Strategies for identifying dynamic regions in protein complexes: Flexibility changes accompany methylation in chemotaxis receptor signaling states

Abstract

Bacterial chemoreceptors are organized in arrays composed of helical receptors arranged as trimers of dimers, coupled to a histidine kinase CheA and a coupling protein CheW. Ligand binding to the external domain inhibits the kinase activity, leading to a change in the swimming behavior. Adaptation to an ongoing stimulus involves reversible methylation and demethylation of specific glutamate residues. However, the exact mechanism of signal propagation through the helical receptor to the histidine kinase remains elusive.

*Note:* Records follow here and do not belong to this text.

#[cfg(test)]
mod tests {
    use super::*;
    use serde_json::json;

    fn normalized_input() -> Value {
        json!({
            "profile": { "name": "Octo Cat", "username": "octocat" },
            "statsHome": { "projects": 8, "totalRating": 3.5, "qualityLevel": "Good", "languages": 3 },
            "projects": {
                "top": [
                    {
                        "name": "spoon-knife",
                        "description": "Fork me",
                        "language": { "name": "HTML", "color": "#e34c26" },
                        "stars": 12,
                        "size": 300
                    },
                    {
                        "name": "hello-world",
                        "language": { "name": "Rust" },
                        "stars": 2,
                        "size": 40
                    }
                ],
                "new": [
                    { "name": "linguist", "language": { "name": "Ruby", "color": "#701516" }, "stars": 0, "size": 9 }
                ]
            },
            "recentWorks": [
                { "name": "spoon-knife", "description": "Typo fix", "updatedAt": "2024-01-02" }
            ]
        })
    }

    fn legacy_input() -> Value {
        json!({
            "profile": { "name": "Octo Cat", "username": "octocat" },
            "statsHome": { "projects": 8, "totalRating": 3.5, "qualityLevel": "Good", "languages": 3 },
            "projects": {
                "top": [
                    {
                        "nameTop": "spoon-knife",
                        "descriptionTop": "Fork me",
                        "languageTop": "HTML",
                        "languageColorTop": "#e34c26",
                        "starsTop": 12,
                        "sizeTop": 300
                    },
                    {
                        "nameTop": "hello-world",
                        "languageTop": "Rust",
                        "starsTop": 2,
                        "sizeTop": 40
                    }
                ],
                "new": [
                    { "nameNew": "linguist", "languageNew": "Ruby", "languageColorNew": "#701516", "starsNew": 0, "sizeNew": 9 }
                ]
            },
            "recentWorks": [
                { "nameRecent": "spoon-knife", "descriptionRecent": "Typo fix", "updatedAtRecent": "2024-01-02" }
            ]
        })
    }

    #[test]
    fn detects_layouts() {
        assert_eq!(RawUserData::detect(None), RawUserData::Missing);
        assert_eq!(RawUserData::detect(Some(&Value::Null)), RawUserData::Missing);
        assert_eq!(RawUserData::detect(Some(&json!([1, 2]))), RawUserData::Missing);
        assert!(matches!(RawUserData::detect(Some(&legacy_input())), RawUserData::Legacy(_)));
        assert!(matches!(
            RawUserData::detect(Some(&normalized_input())),
            RawUserData::Normalized(_)
        ));
    }

    #[test]
    fn legacy_and_normalized_layouts_produce_the_same_model() {
        let from_legacy = normalize_user_data(Some(&legacy_input()));
        let from_normalized = normalize_user_data(Some(&normalized_input()));
        assert_eq!(from_legacy, from_normalized);

        let top = &from_legacy.projects.top[0];
        assert_eq!(top.name, "spoon-knife");
        let language = top.language.as_ref().unwrap();
        assert_eq!(language.name, "HTML");
        assert_eq!(language.color, "#e34c26");
    }

    #[test]
    fn missing_input_is_exactly_the_default_dataset() {
        assert_eq!(normalize_user_data(None), mock_user_data());
        assert_eq!(normalize_user_data(Some(&Value::Null)), mock_user_data());
        assert_eq!(normalize_user_data(Some(&json!({}))), mock_user_data());
        assert_eq!(normalize_user_data(Some(&json!("oops"))), mock_user_data());
    }

    #[test]
    fn partial_input_keeps_defaults_for_missing_fields() {
        let data = normalize_user_data(Some(&json!({
            "profile": { "username": "octocat", "bio": null }
        })));
        let mock = mock_user_data();
        assert_eq!(data.profile.username, "octocat");
        assert_eq!(data.profile.name, mock.profile.name);
        assert_eq!(data.profile.bio, mock.profile.bio);
        assert_eq!(data.stats_home, mock.stats_home);
    }

    #[test]
    fn lists_replace_defaults_wholesale() {
        let data = normalize_user_data(Some(&json!({
            "projects": { "top": [ { "name": "only-one", "size": 1 } ] }
        })));
        assert_eq!(data.projects.top.len(), 1);
        assert_eq!(data.projects.top[0].description, None);
        assert_eq!(data.projects.new, mock_user_data().projects.new);
    }

    #[test]
    fn malformed_values_fall_back_to_defaults() {
        let data = normalize_user_data(Some(&json!({
            "statsHome": { "projects": "many" }
        })));
        assert_eq!(data, mock_user_data());
    }

    #[test]
    fn tagged_keys_win_over_untagged_duplicates() {
        let remapped = remap_legacy_item(
            json!({ "name": "stale", "nameTop": "fresh", "extra": true })
                .as_object()
                .cloned()
                .unwrap(),
            "Top",
        );
        assert_eq!(remapped["name"], "fresh");
        assert_eq!(remapped["extra"], true);
    }

    #[test]
    fn deep_merge_rules() {
        let mut base = json!({ "a": { "b": 1, "c": [1, 2] }, "d": "keep" });
        deep_merge(&mut base, json!({ "a": { "c": [3] }, "d": null, "e": 5 }));
        assert_eq!(base, json!({ "a": { "b": 1, "c": [3] }, "d": "keep", "e": 5 }));
    }

    #[test]
    fn translated_named_maps_replace_defaults() {
        let data = normalize_translated_data(Some(&json!({
            "languages": { "Rust": 100.0 },
            "technical_depth": { "level": "advanced" }
        })));
        assert_eq!(data.languages.len(), 1);
        assert_eq!(data.languages["Rust"], 100.0);
        assert_eq!(data.technical_depth.level, "advanced");
        // untouched numbers inside a struct section keep their defaults
        let mock = mock_translated_data();
        assert_eq!(data.technical_depth.depth_score, mock.technical_depth.depth_score);
        assert_eq!(data.frameworks, mock.frameworks);
    }

    #[test]
    fn translated_lists_become_counts() {
        let data = normalize_translated_data(Some(&json!({
            "frameworks": ["Docker", "Git"],
            "languages": ["Python", "Go"]
        })));
        assert_eq!(data.frameworks["Docker"], 1);
        assert_eq!(data.frameworks["Git"], 1);
        assert_eq!(data.languages["Python"], 50.0);
    }

    #[test]
    fn translated_null_section_is_empty() {
        let data = normalize_translated_data(Some(&json!({
            "frameworks": null,
            "languages": { "Python": 100.0 }
        })));
        assert!(data.frameworks.is_empty());
        assert_eq!(data.libraries, mock_translated_data().libraries);
        assert!(crate::view::framework_cloud(&data.frameworks).is_empty());
    }

    #[test]
    fn zero_rating_without_quality_level_has_no_caption() {
        let data = normalize_user_data(Some(&json!({
            "statsHome": { "projects": 3, "totalRating": 0, "languages": 2 }
        })));
        let cards = crate::view::stat_cards(&data.stats_home);
        assert_eq!(cards.projects, "3");
        assert_eq!(cards.rating.text, "0");
        assert_eq!(cards.rating.caption, None);
        assert_eq!(cards.rating.empty_stars, 5);
    }

    #[test]
    fn translated_missing_is_default() {
        assert_eq!(normalize_translated_data(None), mock_translated_data());
        assert_eq!(normalize_translated_data(Some(&Value::Null)), mock_translated_data());
    }
}
//! Project-scoping chat session
//!
//! Holds the message log and the backend's confidence for one open chat
//! modal. Messages are only ever appended; closing the modal drops the session.
//! Every session carries a ticket so replies to an earlier modal can be told
//! apart from replies to the one currently open.

use std::sync::atomic::{AtomicU64, Ordering};

use serde::{Deserialize, Serialize};

use crate::api::{ContinueScopingResponse, CreateContextResponse, ProjectChatResponse};
use crate::error::DivergenceError;

/// One entry in the chat log
#[derive(Debug, Clone, PartialEq, Serialize, Deserialize)]
#[serde(tag = "type", content = "content", rename_all = "lowercase")]
pub enum ChatMessage {
    User(String),
    Assistant(String),
    System(String),
    Error(String),
}

impl ChatMessage {
    pub fn content(&self) -> &str {
        match self {
            ChatMessage::User(text)
            | ChatMessage::Assistant(text)
            | ChatMessage::System(text)
            | ChatMessage::Error(text) => text,
        }
    }

    pub fn is_from_user(&self) -> bool {
        matches!(self, ChatMessage::User(_))
    }
}

/// Which backend conversation the chat is attached to
#[derive(Debug, Clone, PartialEq, Eq, Default)]
pub enum Conversation {
    /// Nothing sent yet
    #[default]
    None,
    /// `POST /api/projects/{id}/chat` session
    Session(String),
    /// `create-ai-context` / `continue-scoping` thread
    Thread(String),
}

const COMPLETE_NOTICE: &str = "Scoping complete. You can now generate the project breakdown.";

static NEXT_TICKET: AtomicU64 = AtomicU64::new(1);

/// Identifies one chat session; a fresh session never reuses an old ticket
#[derive(Debug, Clone, Copy, PartialEq, Eq, Hash)]
pub struct ChatTicket(u64);

impl ChatTicket {
    fn next() -> Self {
        ChatTicket(NEXT_TICKET.fetch_add(1, Ordering::Relaxed))
    }
}

/// Result of a request made on behalf of a chat session
#[derive(Debug, Clone)]
pub enum ChatUpdate {
    Reply(ProjectChatResponse),
    ScopingStarted(CreateContextResponse),
    ScopingReply(ContinueScopingResponse),
    Failed(DivergenceError),
}

#[derive(Debug, Clone)]
pub struct ChatSession {
    ticket: ChatTicket,
    messages: Vec<ChatMessage>,
    confidence: f64,
    complete: bool,
    pending: bool,
    conversation: Conversation,
}

impl Default for ChatSession {
    fn default() -> Self {
        Self {
            ticket: ChatTicket::next(),
            messages: Vec::new(),
            confidence: 0.0,
            complete: false,
            pending: false,
            conversation: Conversation::None,
        }
    }
}

impl ChatSession {
    pub fn new() -> Self {
        Self::default()
    }

    pub fn ticket(&self) -> ChatTicket {
        self.ticket
    }

    pub fn with_intro(intro: &str) -> Self {
        let mut session = Self::new();
        session.messages.push(ChatMessage::System(intro.to_string()));
        session
    }

    pub fn messages(&self) -> &[ChatMessage] {
        &self.messages
    }

    pub fn confidence(&self) -> f64 {
        self.confidence
    }

    /// Confidence as a whole percentage for the progress bar
    pub fn confidence_percent(&self) -> u8 {
        (self.confidence * 100.0).round() as u8
    }

    pub fn is_complete(&self) -> bool {
        self.complete
    }

    /// A request is in flight
    pub fn is_pending(&self) -> bool {
        self.pending
    }

    pub fn conversation(&self) -> &Conversation {
        &self.conversation
    }

    pub fn session_id(&self) -> Option<&str> {
        match &self.conversation {
            Conversation::Session(id) => Some(id),
            _ => None,
        }
    }

    pub fn thread_id(&self) -> Option<&str> {
        match &self.conversation {
            Conversation::Thread(id) => Some(id),
            _ => None,
        }
    }

    /// Record the user's message and mark a request as in flight. Returns the
    /// text to send, or `None` when the input is blank or sending is not allowed.
    pub fn submit_user_message(&mut self, input: &str) -> Option<String> {
        let text = input.trim();
        if text.is_empty() || self.pending || self.complete {
            return None;
        }
        self.messages.push(ChatMessage::User(text.to_string()));
        self.pending = true;
        Some(text.to_string())
    }

    /// Mark a request as in flight without a user message (e.g. starting a thread)
    pub fn begin_request(&mut self) {
        self.pending = true;
    }

    pub fn apply_chat_reply(&mut self, reply: &ProjectChatResponse) {
        if let Some(id) = &reply.session_id {
            self.conversation = Conversation::Session(id.clone());
        }
        self.apply_turn(reply.text(), reply.confidence, reply.complete);
    }

    pub fn apply_context(&mut self, reply: &CreateContextResponse) {
        self.conversation = Conversation::Thread(reply.thread_id.clone());
        self.apply_turn(reply.question.as_deref(), reply.confidence, false);
    }

    pub fn apply_scoping_reply(&mut self, reply: &ContinueScopingResponse) {
        self.apply_turn(reply.question.as_deref(), reply.confidence, reply.complete);
    }

    pub fn apply_error(&mut self, error: &DivergenceError) {
        self.pending = false;
        self.messages.push(ChatMessage::Error(format!("Something went wrong: {}", error)));
    }

    /// Apply the result of a request sent under `ticket`. Returns false, and
    /// leaves the session untouched, when the request belonged to another session.
    pub fn apply_update(&mut self, ticket: ChatTicket, update: &ChatUpdate) -> bool {
        if ticket != self.ticket {
            return false;
        }
        match update {
            ChatUpdate::Reply(reply) => self.apply_chat_reply(reply),
            ChatUpdate::ScopingStarted(reply) => self.apply_context(reply),
            ChatUpdate::ScopingReply(reply) => self.apply_scoping_reply(reply),
            ChatUpdate::Failed(error) => self.apply_error(error),
        }
        true
    }

    fn apply_turn(&mut self, text: Option<&str>, confidence: f64, complete: bool) {
        self.pending = false;
        if let Some(text) = text.filter(|t| !t.trim().is_empty()) {
            self.messages.push(ChatMessage::Assistant(text.to_string()));
        }
        self.confidence = confidence.clamp(0.0, 1.0);
        if complete && !self.complete {
            self.complete = true;
            self.messages.push(ChatMessage::System(COMPLETE_NOTICE.to_string()));
        }
    }
}
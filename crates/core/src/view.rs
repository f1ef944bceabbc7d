//! View models for the dashboard widgets
//!
//! Pure functions from the canonical data to what a widget draws. The egui
//! renderers in `ui` only lay these out.

use std::cmp::Ordering;

use indexmap::IndexMap;

use crate::models::{Project, StatsHome};

pub const TOP_PROJECTS_LIMIT: usize = 5;
pub const LANGUAGE_BARS_LIMIT: usize = 8;
pub const FRAMEWORK_CLOUD_LIMIT: usize = 10;
pub const LIBRARY_CLOUD_LIMIT: usize = 15;
pub const MAX_STARS: u8 = 5;

// ============================================================================
// Stat cards
// ============================================================================

#[derive(Debug, Clone, PartialEq)]
pub struct RatingStat {
    /// The number printed on the card
    pub text: String,
    pub full_stars: u8,
    pub half_star: bool,
    pub empty_stars: u8,
    /// Quality level shown under the number
    pub caption: Option<String>,
}

#[derive(Debug, Clone, PartialEq)]
pub struct StatCards {
    pub projects: String,
    pub rating: RatingStat,
    pub languages: String,
}

pub fn stat_cards(stats: &StatsHome) -> StatCards {
    StatCards {
        projects: stats.projects.to_string(),
        rating: rating_stat(stats.total_rating, stats.quality_level.as_deref()),
        languages: stats.languages.to_string(),
    }
}

pub fn rating_stat(total_rating: f64, quality_level: Option<&str>) -> RatingStat {
    let rating = if total_rating.is_finite() {
        total_rating.clamp(0.0, MAX_STARS as f64)
    } else {
        0.0
    };
    let full_stars = rating.floor() as u8;
    let half_star = rating - rating.floor() >= 0.5;
    let empty_stars = MAX_STARS - full_stars - u8::from(half_star);

    RatingStat {
        text: format_number(rating),
        full_stars,
        half_star,
        empty_stars,
        caption: quality_level
            .map(str::trim)
            .filter(|level| !level.is_empty())
            .map(str::to_string),
    }
}

/// Whole numbers without decimals, everything else with one
pub fn format_number(value: f64) -> String {
    if value.fract() == 0.0 {
        format!("{}", value as i64)
    } else {
        format!("{:.1}", value)
    }
}

pub fn format_percent(value: f64) -> String {
    format!("{}%", format_number(value))
}

// ============================================================================
// Projects
// ============================================================================

/// Largest projects first, at most [`TOP_PROJECTS_LIMIT`]
pub fn top_projects(projects: &[Project]) -> Vec<&Project> {
    let mut ranked: Vec<&Project> = projects.iter().collect();
    ranked.sort_by(|a, b| b.size.cmp(&a.size));
    ranked.truncate(TOP_PROJECTS_LIMIT);
    ranked
}

// ============================================================================
// Skills and languages
// ============================================================================

#[derive(Debug, Clone, PartialEq)]
pub struct SkillBar {
    pub label: String,
    pub percent: u32,
}

pub fn skill_bars(skills: &IndexMap<String, f64>) -> Vec<SkillBar> {
    skills
        .iter()
        .map(|(key, score)| SkillBar {
            label: humanize_key(key),
            percent: (score.clamp(0.0, 1.0) * 100.0).round() as u32,
        })
        .collect()
}

/// "web_development" -> "Web Development"
pub fn humanize_key(key: &str) -> String {
    key.split(|c| c == '_' || c == '-')
        .filter(|word| !word.is_empty())
        .map(|word| match word {
            "ai" | "ml" => word.to_uppercase(),
            _ => {
                let mut chars = word.chars();
                match chars.next() {
                    Some(first) => first.to_uppercase().chain(chars).collect(),
                    None => String::new(),
                }
            }
        })
        .collect::<Vec<_>>()
        .join(" ")
}

#[derive(Debug, Clone, PartialEq)]
pub struct LanguageBar {
    pub name: String,
    pub percent: f64,
}

impl LanguageBar {
    pub fn label(&self) -> String {
        format!("{} ({})", self.name, format_percent(self.percent))
    }
}

/// Highest share first (ties keep the backend's order), at most [`LANGUAGE_BARS_LIMIT`]
pub fn language_bars(languages: &IndexMap<String, f64>) -> Vec<LanguageBar> {
    let mut bars: Vec<LanguageBar> = languages
        .iter()
        .map(|(name, percent)| LanguageBar { name: name.clone(), percent: *percent })
        .collect();
    bars.sort_by(|a, b| b.percent.partial_cmp(&a.percent).unwrap_or(Ordering::Equal));
    bars.truncate(LANGUAGE_BARS_LIMIT);
    bars
}

// ============================================================================
// Tag clouds
// ============================================================================

#[derive(Debug, Clone, PartialEq, Eq)]
pub struct Tag {
    pub name: String,
    pub count: u32,
}

/// Non-zero counts, most used first (ties keep the backend's order), at most `limit`
pub fn tag_cloud(counts: &IndexMap<String, u32>, limit: usize) -> Vec<Tag> {
    let mut tags: Vec<Tag> = counts
        .iter()
        .filter(|(_, count)| **count > 0)
        .map(|(name, count)| Tag { name: name.clone(), count: *count })
        .collect();
    tags.sort_by(|a, b| b.count.cmp(&a.count));
    tags.truncate(limit);
    tags
}

pub fn framework_cloud(frameworks: &IndexMap<String, u32>) -> Vec<Tag> {
    tag_cloud(frameworks, FRAMEWORK_CLOUD_LIMIT)
}

pub fn library_cloud(libraries: &IndexMap<String, u32>) -> Vec<Tag> {
    tag_cloud(libraries, LIBRARY_CLOUD_LIMIT)
}

/// Relative weight 0.0..=1.0 of a tag within its cloud, for font sizing
pub fn tag_weight(tag: &Tag, cloud: &[Tag]) -> f32 {
    let max = cloud.iter().map(|t| t.count).max().unwrap_or(0);
    let min = cloud.iter().map(|t| t.count).min().unwrap_or(0);
    if max == min {
        return 1.0;
    }
    (tag.count - min) as f32 / (max - min) as f32
}

// ============================================================================
// Radar chart
// ============================================================================

/// Polygon vertices for a radar chart of skill scores, starting at 12 o'clock
/// and going clockwise. Each point is `[x, y]` on the unit circle scaled by
/// the score.
pub fn radar_points(skills: &IndexMap<String, f64>) -> Vec<(String, [f64; 2])> {
    let n = skills.len();
    skills
        .iter()
        .enumerate()
        .map(|(i, (key, score))| {
            let angle = std::f64::consts::FRAC_PI_2 - std::f64::consts::TAU * i as f64 / n as f64;
            let r = score.clamp(0.0, 1.0);
            (humanize_key(key), [r * angle.cos(), r * angle.sin()])
        })
        .collect()
}

#[cfg(test)]
mod tests {
    use super::*;

    fn ordered<V: Copy>(pairs: &[(&str, V)]) -> IndexMap<String, V> {
        pairs.iter().map(|(k, v)| (k.to_string(), *v)).collect()
    }

    #[test]
    fn language_bars_sorted_descending() {
        let bars = language_bars(&ordered(&[("Python", 55.0), ("Go", 20.0), ("Rust", 25.0)]));
        let labels: Vec<String> = bars.iter().map(LanguageBar::label).collect();
        assert_eq!(labels, vec!["Python (55%)", "Rust (25%)", "Go (20%)"]);
    }

    #[test]
    fn language_bars_keep_first_seen_order_on_ties_and_cap_at_eight() {
        let langs: Vec<(String, f64)> = (0..10).map(|i| (format!("L{}", i), 10.0)).collect();
        let map: IndexMap<String, f64> = langs.into_iter().collect();
        let bars = language_bars(&map);
        assert_eq!(bars.len(), 8);
        assert_eq!(bars[0].name, "L0");
        assert_eq!(bars[7].name, "L7");
    }

    #[test]
    fn zero_rating_without_quality_level() {
        let stat = rating_stat(0.0, None);
        assert_eq!(stat.text, "0");
        assert_eq!(stat.caption, None);
        assert_eq!((stat.full_stars, stat.half_star, stat.empty_stars), (0, false, 5));
    }

    #[test]
    fn fractional_rating_has_half_star() {
        let stat = rating_stat(3.5, Some("Advanced"));
        assert_eq!(stat.text, "3.5");
        assert_eq!((stat.full_stars, stat.half_star, stat.empty_stars), (3, true, 1));
        assert_eq!(stat.caption.as_deref(), Some("Advanced"));
    }

    #[test]
    fn blank_quality_level_has_no_caption() {
        assert_eq!(rating_stat(4.0, Some("  ")).caption, None);
        assert_eq!(rating_stat(9.0, None).text, "5");
    }

    #[test]
    fn top_projects_by_size() {
        let projects: Vec<Project> = [10u64, 300, 50, 300, 7, 90, 1]
            .iter()
            .enumerate()
            .map(|(i, size)| Project { name: format!("p{}", i), size: *size, ..Default::default() })
            .collect();
        let names: Vec<&str> = top_projects(&projects).iter().map(|p| p.name.as_str()).collect();
        assert_eq!(names, vec!["p1", "p3", "p5", "p2", "p0"]);
    }

    #[test]
    fn skill_bar_percentages_round() {
        let bars = skill_bars(&ordered(&[("ai_ml", 0.333), ("web_development", 0.705)]));
        assert_eq!(bars[0], SkillBar { label: "AI ML".to_string(), percent: 33 });
        assert_eq!(bars[1], SkillBar { label: "Web Development".to_string(), percent: 71 });
    }

    #[test]
    fn tag_clouds_filter_sort_and_cap() {
        let frameworks = ordered(&[("Git", 1u32), ("Docker", 3), ("MCP", 0), ("pytest", 3)]);
        let cloud = framework_cloud(&frameworks);
        let names: Vec<&str> = cloud.iter().map(|t| t.name.as_str()).collect();
        assert_eq!(names, vec!["Docker", "pytest", "Git"]);

        let libraries: IndexMap<String, u32> = (1..=20).map(|i| (format!("lib{}", i), i)).collect();
        let cloud = library_cloud(&libraries);
        assert_eq!(cloud.len(), 15);
        assert_eq!(cloud[0].name, "lib20");
    }

    #[test]
    fn tag_weights_span_unit_range() {
        let cloud = vec![
            Tag { name: "a".into(), count: 9 },
            Tag { name: "b".into(), count: 5 },
            Tag { name: "c".into(), count: 1 },
        ];
        assert_eq!(tag_weight(&cloud[0], &cloud), 1.0);
        assert_eq!(tag_weight(&cloud[1], &cloud), 0.5);
        assert_eq!(tag_weight(&cloud[2], &cloud), 0.0);
    }

    #[test]
    fn radar_first_point_is_straight_up() {
        let points = radar_points(&ordered(&[("ai_ml", 1.0), ("cloud_devops", 0.5)]));
        let [x, y] = points[0].1;
        assert!(x.abs() < 1e-9);
        assert!((y - 1.0).abs() < 1e-9);
        let [x, y] = points[1].1;
        assert!(x.abs() < 1e-9);
        assert!((y + 0.5).abs() < 1e-9);
    }
}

Dynamics of the receptor cytoplasmic domain is thought to play an important role in the signal transduction, and current models propose inverse dynamic changes in different regions of the receptor. We hypothesize that the adaptational modification (methylation) controls the dynamics by stabilizing a partially ordered domain, which in turn modulates the binding of the kinase, CheA. We investigated the difference in dynamics between the methylated and unmethylated states of the chemoreceptor using solid-state NMR. The unmethylated receptor (CF4E) shows increased flexibility relative to the methylated mimic (CF4Q). Methylation helix 1 (MH1) has been shown to be flexible in the methylated mimic receptor. Our analysis indicates that in addition to MH1, methylation helix 2 also becomes flexible in the unmethylated receptor. In addition, we have demonstrated that both states of the receptor have a rigid region and segments with intermediate timescale dynamics. The strategies used in this study for identifying dynamic regions are applicable to a broad class of proteins and protein complexes with intrinsic disorder and dynamics spanning multiple timescales.